Updated: Nov 16
Today, it has been an exact decade since my life took a turn that I could never have foreseen. A decade since I was struck by my husband on a road, left bleeding and shattered, without having committed any wrongdoing. This life-altering incident marked the end of my ability to continue living with my husband. For sixteen long years, I had endured a marriage. I persevered despite receiving nothing in return, despite the unending pain, hurt, and insults (that's what i felt then). My husband would say 'sorry' a thousand times, and I, always the optimist, would forgive and forget. I would keep hope alive and allow the cycle to repeat. But the day he raised his hand against me, something inside me broke, and I couldn't bring myself to forgive him any longer. It was the moment I realized that I had to break free.
Even before that pivotal moment, I had been trapped in a relationship where my happiness in relationship seemed like a distant memory. I felt helpless, believing that I had no alternative but to endure this never-ending agony. I continued to stay in a marriage that drained me emotionally and spiritually, that offered no solace or joy and kept working and having social group outside to keep me going. The years rolled on, and I tolerated the suffering in silence in relationship. But I always wanted to be be happy like everyone wants. I tried desperately to be happy (that's an irony, realized later).
I finally mustered the courage to take action when he hit me with my parents support. With my children by my side, I made the difficult decision to separate from my husband, and it's been ten years since that liberating moment.

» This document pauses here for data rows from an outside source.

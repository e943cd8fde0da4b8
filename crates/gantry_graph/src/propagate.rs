//! Dirty-set propagation and cycle analysis.
//!
//! Propagation computes the reverse-edge transitive closure of everything a
//! changed file defines, folding in file grouping as it goes: a dirty
//! declaration dirties its whole file, and a dirty file dirties all of its
//! declarations. Both rules feed one work queue, so the joint fixpoint is
//! reached in a single traversal. A visited set makes the traversal safe on
//! cyclic graphs.

use crate::graph::DependencyGraph;
use crate::ids::{DeclId, FileId};
use serde::Serialize;
use std::collections::{HashSet, VecDeque};
use std::fmt;

/// Everything that must be resubmitted to the compiler this run.
#[derive(Debug, Clone)]
pub struct DirtySet {
    /// Dirty declarations, sorted by ID.
    pub declarations: Vec<DeclId>,
    /// Dirty files, sorted by ID. Every dirty declaration's owning file is
    /// listed, and every declaration of a listed file is dirty.
    pub files: Vec<FileId>,
}

impl DirtySet {
    /// Returns `true` when nothing needs to recompile.
    pub fn is_empty(&self) -> bool {
        self.files.is_empty()
    }
}

/// Computes the dirty closure from the files flagged dirty in the graph.
///
/// A declaration ends up dirty exactly when it has a dependency path, direct
/// or through file grouping, to a changed file. Declarations with no such
/// path are never included, regardless of what else recompiles this run.
pub fn dirty_closure(graph: &DependencyGraph) -> DirtySet {
    let mut dirty_decls: HashSet<DeclId> = HashSet::new();
    let mut dirty_files: HashSet<FileId> = HashSet::new();
    let mut queue: VecDeque<DeclId> = VecDeque::new();

    for (file_id, file) in graph.files() {
        if file.dirty {
            dirty_files.insert(file_id);
            for &decl in &file.decls {
                if dirty_decls.insert(decl) {
                    queue.push_back(decl);
                }
            }
        }
    }

    while let Some(decl) = queue.pop_front() {
        for &dependent in graph.dependents(decl) {
            if dirty_decls.insert(dependent) {
                queue.push_back(dependent);
            }
        }
        // The owning file recompiles as a unit, dragging siblings along.
        let file_id = graph.decl(decl).file;
        if dirty_files.insert(file_id) {
            for &sibling in &graph.file(file_id).decls {
                if dirty_decls.insert(sibling) {
                    queue.push_back(sibling);
                }
            }
        }
    }

    let mut declarations: Vec<_> = dirty_decls.into_iter().collect();
    declarations.sort();
    let mut files: Vec<_> = dirty_files.into_iter().collect();
    files.sort();
    DirtySet {
        declarations,
        files,
    }
}

/// A dependency cycle. Non-fatal: members recompile together whenever any
/// one of them is dirty, and every traversal terminates regardless.
#[derive(Debug, Clone, Serialize)]
pub struct CycleWarning {
    /// Names of the declarations forming the cycle, sorted.
    pub members: Vec<String>,
}

impl fmt::Display for CycleWarning {
    fn fmt(&self, f: &mut fmt::Formatter<'_>) -> fmt::Result {
        write!(f, "circular dependency among {}", self.members.join(", "))
    }
}

/// Finds every dependency cycle in the graph.
///
/// Kosaraju's algorithm over the arena: a forward DFS records completion
/// order, then a reverse DFS in reverse completion order peels off strongly
/// connected components. Components with more than one member are cycles
/// (self-references are dropped at extraction, so singletons never are).
pub fn find_cycles(graph: &DependencyGraph) -> Vec<CycleWarning> {
    let n = graph.decl_count();
    let mut visited = vec![false; n];
    let mut order: Vec<DeclId> = Vec::with_capacity(n);

    for (start, _) in graph.declarations() {
        if visited[start.as_raw() as usize] {
            continue;
        }
        visited[start.as_raw() as usize] = true;
        let mut stack: Vec<(DeclId, usize)> = vec![(start, 0)];
        while let Some(frame) = stack.last_mut() {
            let node = frame.0;
            let child = frame.1;
            let deps = &graph.decl(node).depends_on;
            if child < deps.len() {
                frame.1 += 1;
                let next = deps[child];
                let slot = next.as_raw() as usize;
                if !visited[slot] {
                    visited[slot] = true;
                    stack.push((next, 0));
                }
            } else {
                order.push(node);
                stack.pop();
            }
        }
    }

    let mut component = vec![usize::MAX; n];
    let mut cycles = Vec::new();
    let mut next_component = 0usize;

    for &root in order.iter().rev() {
        if component[root.as_raw() as usize] != usize::MAX {
            continue;
        }
        component[root.as_raw() as usize] = next_component;
        let mut members = vec![root];
        let mut stack = vec![root];
        while let Some(node) = stack.pop() {
            for &dependent in graph.dependents(node) {
                let slot = dependent.as_raw() as usize;
                if component[slot] == usize::MAX {
                    component[slot] = next_component;
                    members.push(dependent);
                    stack.push(dependent);
                }
            }
        }
        next_component += 1;
        if members.len() > 1 {
            let mut names: Vec<String> = members
                .iter()
                .map(|&member| graph.name(member).to_string())
                .collect();
            names.sort();
            cycles.push(CycleWarning { members: names });
        }
    }

    cycles.sort_by(|a, b| a.members.cmp(&b.members));
    cycles
}
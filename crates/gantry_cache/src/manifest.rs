//! The build manifest: per-file fingerprints and declaration metadata.
//!
//! The manifest is stored as `manifest.json` in the artifacts directory. For
//! every source file that compiled successfully it records the fingerprint at
//! that compile plus the declarations the compiler reported, including their
//! dependency names. The dependency graph for the next run is rebuilt
//! entirely from this metadata, so unchanged files are never reparsed.

use std::collections::HashMap;
use std::path::{Path, PathBuf};

use serde::{Deserialize, Serialize};

use crate::error::CacheError;
use crate::fingerprint::Fingerprint;

/// Name of the manifest file within the artifacts directory.
pub const MANIFEST_FILE: &str = "manifest.json";

/// Top-level build manifest tracking every successfully compiled file.
///
/// Serialized as pretty JSON so that a manifest diff is reviewable. Loading
/// is fail-safe: anything unreadable means "no prior state" and the next run
/// rebuilds from scratch.
#[derive(Debug, Clone, Serialize, Deserialize)]
pub struct BuildManifest {
    /// Version string of the compiler that produced the recorded artifacts.
    /// A different current version invalidates every record.
    pub compiler_version: String,

    /// Per-source-file state, keyed by path relative to the project root.
    pub files: HashMap<PathBuf, FileRecord>,
}

/// Recorded state for a single source file.
#[derive(Debug, Clone, Serialize, Deserialize)]
pub struct FileRecord {
    /// Fingerprint of the file when it last compiled successfully.
    pub fingerprint: Fingerprint,

    /// Declarations the file defined at that compile, in compiler order.
    pub declarations: Vec<DeclarationRecord>,
}

/// Recorded metadata for a single declaration.
#[derive(Debug, Clone, Serialize, Deserialize)]
pub struct DeclarationRecord {
    /// Declaration name, unique across the project.
    pub name: String,

    /// Names this declaration depends on directly (inheritance parents,
    /// imports, and library links), as reported by the compiler.
    pub depends_on: Vec<String>,
}

impl BuildManifest {
    /// Creates a new, empty manifest for the given compiler version.
    pub fn new(compiler_version: &str) -> Self {
        Self {
            compiler_version: compiler_version.to_string(),
            files: HashMap::new(),
        }
    }

    /// Loads the manifest from the artifacts directory, returning `None` if
    /// the file doesn't exist or can't be parsed.
    ///
    /// This is fail-safe: any error results in `None` (no prior state),
    /// triggering a full rebuild rather than a hard failure.
    pub fn load(artifacts_dir: &Path) -> Option<Self> {
        let path = artifacts_dir.join(MANIFEST_FILE);
        let content = std::fs::read_to_string(&path).ok()?;
        serde_json::from_str(&content).ok()
    }

    /// Saves the manifest to the artifacts directory.
    ///
    /// Creates the directory if it doesn't exist. The file is written next
    /// to its final name and renamed into place, so a crash mid-write leaves
    /// the previous manifest intact.
    pub fn save(&self, artifacts_dir: &Path) -> Result<(), CacheError> {
        std::fs::create_dir_all(artifacts_dir).map_err(|e| CacheError::Io {
            path: artifacts_dir.to_path_buf(),
            source: e,
        })?;
        let json = serde_json::to_string_pretty(self).map_err(|e| CacheError::Serialization {
            reason: e.to_string(),
        })?;
        let path = artifacts_dir.join(MANIFEST_FILE);
        let tmp = artifacts_dir.join(format!("{MANIFEST_FILE}.tmp"));
        std::fs::write(&tmp, json).map_err(|e| CacheError::Io {
            path: tmp.clone(),
            source: e,
        })?;
        std::fs::rename(&tmp, &path).map_err(|e| CacheError::Io { path, source: e })
    }

    /// Returns `true` if the recorded compiler version matches the current one.
    pub fn is_compatible(&self, current_version: &str) -> bool {
        self.compiler_version == current_version
    }
}
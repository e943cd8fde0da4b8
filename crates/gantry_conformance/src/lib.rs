//! Integration test helpers for the Gantry build pipeline.
//!
//! Provides a scripted in-process [`Compiler`] over a tiny contract syntax,
//! plus a project harness that scaffolds sources on disk, runs the
//! incremental driver, and inspects the resulting store.
//!
//! The scripted syntax is one declaration per line:
//!
//! ```text
//! contract Token : Ownable SafeMath
//! ```
//!
//! declares `Token` depending on `Ownable` and `SafeMath`. Lines without the
//! `contract` keyword are ignored, so appending arbitrary text to a file
//! changes its fingerprint without changing what it declares.

#![warn(missing_docs)]

use std::cell::RefCell;
use std::fs;
use std::path::{Path, PathBuf};
use std::time::SystemTime;

use gantry_cache::{Artifact, ArtifactStore, BuildManifest, FingerprintKind, MANIFEST_FILE};
use gantry_common::ContentHash;
use gantry_compile::{
    CompileDriver, CompileError, CompileOptions, CompileSummary, CompiledDecl, Compiler,
    CompilerError, CompilerOutput, Diagnostic, FileOutput, SourceInput,
};

/// Source directory used by [`TestProject`].
pub const SOURCE_DIR: &str = "contracts";

/// Artifacts directory used by [`TestProject`], relative to the project root.
pub const ARTIFACTS_DIR: &str = "build/artifacts";

/// Project-relative path of the source file named `name`.
pub fn source_path(name: &str) -> PathBuf {
    PathBuf::from(format!("{SOURCE_DIR}/{name}.sol"))
}

/// An in-process [`Compiler`] driven by the scripted contract syntax.
///
/// Records every batch of sources it receives, so tests can assert on what
/// the driver chose to resubmit. Bytecode is a hash of the declaring line,
/// so it changes exactly when the declaration itself changes.
pub struct ScriptCompiler {
    version: String,
    batches: RefCell<Vec<Vec<PathBuf>>>,
    diagnostics: RefCell<Option<Vec<Diagnostic>>>,
}

impl ScriptCompiler {
    /// Creates a compiler reporting the given version string.
    pub fn new(version: &str) -> Self {
        Self {
            version: version.to_string(),
            batches: RefCell::new(Vec::new()),
            diagnostics: RefCell::new(None),
        }
    }

    /// Number of times `compile` was invoked.
    pub fn invocations(&self) -> usize {
        self.batches.borrow().len()
    }

    /// The source paths submitted on invocation `index`.
    pub fn batch(&self, index: usize) -> Vec<PathBuf> {
        self.batches.borrow()[index].clone()
    }

    /// Makes the next `compile` call fail with the given diagnostics.
    pub fn fail_next(&self, diagnostics: Vec<Diagnostic>) {
        *self.diagnostics.borrow_mut() = Some(diagnostics);
    }
}

impl Compiler for ScriptCompiler {
    fn version(&self) -> &str {
        &self.version
    }

    fn compile(&self, sources: &[SourceInput]) -> Result<CompilerOutput, CompilerError> {
        self.batches
            .borrow_mut()
            .push(sources.iter().map(|s| s.path.clone()).collect());
        if let Some(diagnostics) = self.diagnostics.borrow_mut().take() {
            return Err(CompilerError::Diagnostics(diagnostics));
        }
        let files = sources.iter().map(compile_source).collect();
        Ok(CompilerOutput { files })
    }
}

fn compile_source(source: &SourceInput) -> FileOutput {
    FileOutput {
        path: source.path.clone(),
        declarations: source.content.lines().filter_map(parse_line).collect(),
    }
}

fn parse_line(line: &str) -> Option<CompiledDecl> {
    let rest = line.trim().strip_prefix("contract ")?;
    let (name, deps) = match rest.split_once(':') {
        Some((name, deps)) => (
            name.trim(),
            deps.split_whitespace().map(String::from).collect(),
        ),
        None => (rest.trim(), Vec::new()),
    };
    Some(CompiledDecl {
        name: name.to_string(),
        depends_on: deps,
        bytecode: format!("0x{}", ContentHash::from_bytes(line.trim().as_bytes())),
        interface: serde_json::Value::Array(Vec::new()),
    })
}

/// A contract project scaffolded on disk for driver-level integration tests.
///
/// Wraps a directory (typically a fresh tempdir owned by the test), writes
/// sources under [`SOURCE_DIR`], and runs builds against [`ARTIFACTS_DIR`].
pub struct TestProject {
    root: PathBuf,
}

impl TestProject {
    /// Wraps an existing directory.
    pub fn at(root: &Path) -> Self {
        Self {
            root: root.to_path_buf(),
        }
    }

    /// The project root.
    pub fn root(&self) -> &Path {
        &self.root
    }

    /// Writes (or rewrites) the source file named `name`.
    pub fn write_source(&self, name: &str, content: &str) {
        let path = self.root.join(source_path(name));
        fs::create_dir_all(path.parent().expect("source path has a parent"))
            .expect("create source dir");
        fs::write(path, content).expect("write source");
    }

    /// Appends a line to a source file, changing its fingerprint without
    /// changing its declarations.
    pub fn touch_source(&self, name: &str) {
        let path = self.root.join(source_path(name));
        let mut content = fs::read_to_string(&path).expect("read source");
        content.push_str("\n// touched\n");
        fs::write(path, content).expect("rewrite source");
    }

    /// Deletes the source file named `name`.
    pub fn delete_source(&self, name: &str) {
        fs::remove_file(self.root.join(source_path(name))).expect("delete source");
    }

    /// Present source files, relative to the root, sorted.
    pub fn sources(&self) -> Vec<PathBuf> {
        let mut found = Vec::new();
        collect_sources(&self.root.join(SOURCE_DIR), &mut found);
        let mut files: Vec<PathBuf> = found
            .iter()
            .map(|path| {
                path.strip_prefix(&self.root)
                    .expect("source under project root")
                    .to_path_buf()
            })
            .collect();
        files.sort();
        files
    }

    /// Runs one incremental build with the given compiler.
    pub fn compile(&self, compiler: &dyn Compiler) -> Result<CompileSummary, CompileError> {
        self.compile_with(compiler, false)
    }

    /// Runs one build, optionally forcing a full rebuild.
    pub fn compile_with(
        &self,
        compiler: &dyn Compiler,
        force: bool,
    ) -> Result<CompileSummary, CompileError> {
        let driver = CompileDriver::new(
            compiler,
            CompileOptions {
                project_root: self.root.clone(),
                artifacts_dir: PathBuf::from(ARTIFACTS_DIR),
                sources: self.sources(),
                fingerprint: FingerprintKind::Content,
                force,
            },
        );
        driver.run()
    }

    /// The artifact store for direct inspection.
    pub fn store(&self) -> ArtifactStore {
        ArtifactStore::new(&self.root.join(ARTIFACTS_DIR))
    }

    /// Reads a stored artifact by declaration name.
    pub fn artifact(&self, name: &str) -> Option<Artifact> {
        self.store().read(name)
    }

    /// Raw bytes of a stored artifact file.
    pub fn artifact_bytes(&self, name: &str) -> Option<Vec<u8>> {
        fs::read(self.store().path_for(name)).ok()
    }

    /// Filesystem modification time of a stored artifact file.
    pub fn artifact_mtime(&self, name: &str) -> Option<SystemTime> {
        fs::metadata(self.store().path_for(name)).ok()?.modified().ok()
    }

    /// Loads the current build manifest, if readable.
    pub fn manifest(&self) -> Option<BuildManifest> {
        BuildManifest::load(&self.root.join(ARTIFACTS_DIR))
    }

    /// Path of the manifest file inside the artifacts directory.
    pub fn manifest_path(&self) -> PathBuf {
        self.root.join(ARTIFACTS_DIR).join(MANIFEST_FILE)
    }

    /// Overwrites the manifest file with bytes that do not parse.
    pub fn corrupt_manifest(&self) {
        fs::write(self.manifest_path(), "{ not a manifest").expect("corrupt manifest");
    }
}

fn collect_sources(dir: &Path, files: &mut Vec<PathBuf>) {
    let Ok(entries) = fs::read_dir(dir) else {
        return;
    };
    for entry in entries.flatten() {
        let path = entry.path();
        if path.is_dir() {
            collect_sources(&path, files);
        } else if path.extension().is_some_and(|ext| ext == "sol") {
            files.push(path);
        }
    }
}

#[cfg(test)]
mod tests {
    use super::*;
    use tempfile::TempDir;

    #[test]
    fn script_compiler_parses_contract_lines() {
        let compiler = ScriptCompiler::new("1.0.0");
        let output = compiler
            .compile(&[SourceInput {
                path: source_path("token"),
                content: "// header\ncontract Token : Ownable SafeMath\ncontract Helper\n"
                    .to_string(),
            }])
            .unwrap();

        assert_eq!(output.files.len(), 1);
        let decls = &output.files[0].declarations;
        assert_eq!(decls.len(), 2);
        assert_eq!(decls[0].name, "Token");
        assert_eq!(decls[0].depends_on, vec!["Ownable", "SafeMath"]);
        assert_eq!(decls[1].name, "Helper");
        assert!(decls[1].depends_on.is_empty());
    }

    #[test]
    fn bytecode_tracks_the_declaring_line() {
        let compiler = ScriptCompiler::new("1.0.0");
        let compile_one = |content: &str| {
            let output = compiler
                .compile(&[SourceInput {
                    path: source_path("a"),
                    content: content.to_string(),
                }])
                .unwrap();
            output.files[0].declarations[0].bytecode.clone()
        };

        let original = compile_one("contract A : B");
        assert_eq!(original, compile_one("contract A : B\n// comment"));
        assert_ne!(original, compile_one("contract A : B C"));
    }

    #[test]
    fn script_compiler_records_batches() {
        let compiler = ScriptCompiler::new("1.0.0");
        compiler.compile(&[]).unwrap();
        compiler
            .compile(&[SourceInput {
                path: source_path("a"),
                content: String::new(),
            }])
            .unwrap();

        assert_eq!(compiler.invocations(), 2);
        assert!(compiler.batch(0).is_empty());
        assert_eq!(compiler.batch(1), vec![source_path("a")]);
    }

    #[test]
    fn fail_next_injects_diagnostics_once() {
        let compiler = ScriptCompiler::new("1.0.0");
        compiler.fail_next(vec![Diagnostic {
            path: Some(source_path("a")),
            line: Some(1),
            message: "bad".to_string(),
        }]);

        assert!(compiler.compile(&[]).is_err());
        assert!(compiler.compile(&[]).is_ok());
    }

    #[test]
    fn harness_scaffolds_and_compiles() {
        let tmp = TempDir::new().unwrap();
        let project = TestProject::at(tmp.path());
        project.write_source("base", "contract Base");
        project.write_source("token", "contract Token : Base");

        assert_eq!(
            project.sources(),
            vec![source_path("base"), source_path("token")]
        );

        let compiler = ScriptCompiler::new("1.0.0");
        let summary = project.compile(&compiler).unwrap();
        assert_eq!(summary.compiled_declarations, vec!["Base", "Token"]);
        assert!(project.artifact("Token").is_some());
        assert!(project.manifest().is_some());
    }
}
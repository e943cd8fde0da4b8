//! Compile orchestration: the [`Compiler`] seam and the incremental driver.
//!
//! The driver decides *what* to compile; the [`Compiler`] trait hides *how*.
//! [`CommandCompiler`] is the production implementation, talking JSON over
//! stdin/stdout to whatever toolchain the project configures.

#![warn(missing_docs)]

pub mod compiler;
pub mod driver;
pub mod error;
pub mod external;

pub use compiler::{
    CompiledDecl, Compiler, CompilerError, CompilerOutput, Diagnostic, FileOutput, SourceInput,
};
pub use driver::{CompileDriver, CompileOptions, CompileSummary, FullRebuildReason};
pub use error::CompileError;
pub use external::CommandCompiler;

Separation, however, came with its own set of challenges, especially in a society that often upholds male chauvinism. For nine long years, a court case loomed over me, a constant reminder of the turmoil I had endured. The police did not provide the support I needed, and my own forgiving nature had been both a blessing and a curse. In hindsight, I realized that I should have taken this step of separation much earlier.
Many women grapple with the same predicament – living a life of quiet desperation within the confines of a marriage. The fear of the unknown, societal expectations, and responsibilities as a parent can weigh heavily on their minds. I, too, had hesitated about separation. As a mother, I understood the importance of providing the best for my children. But there comes a point when you realize that you are slowly dying within the confines of the relationship. If you exist as a living dead body, if unhappiness pervades your life, you can't possibly be a source of happiness for those around you. The key is to prioritize your own happiness first, and from there, you can spread happiness to others. Many women tend to neglect themselves, a mistake that should never be made.
In the realm of astrology, our horoscope had foretold a "mrityushadhanshak yog," signifying a life akin to death alongside my husband. Despite this ominous prediction, I still hesitated to sever the ties.
Numerous women find themselves trapped in relationships where they exist but do not truly live; they endure a living death. The ancient scriptures and our revered deities have always portrayed women as powerful and self-sufficient beings. Like Ma Kali having her foot over Lord Shiva, indicating many things and one of them is indicating feminine power when it goes beyond her endurance. I want to convey to all the women who find themselves in such a predicament that it is better to separate than to wither away each day in the clutches of an unhealthy relationship. Dont take me wrong. I am totally for marriages, if they can help each other grow. But if not, why waste time and energy and deteriorate things?
I stand here today to extend my hand, my heart, and my unwavering support to those who need it. I have walked a difficult path, but it has led me to a place of strength and empowerment. I share my story not to dwell on the pain of the past but to inspire, to let you know that there is hope, and that you are never alone in your struggle and that i will try to be there for the single women who need that support. Oh Woman, you, too, can break free from the chains that bind you and embark on a journey of self-discovery and transformation. You are powerful, you are enough, and you deserve a life filled with happiness, love, and empowerment.
You deserve happiness oh woman, you deserve the best gift for yourself which is you. Be where you are happy. And once you are happy, it's the inborn quality of women to give, give and give, and happiness will flow through you once you fill yourself with happiness and love. Always remember that the best gift that you can give to your loved ones is the best version of yourself. So, love yourself, and give yourself your time.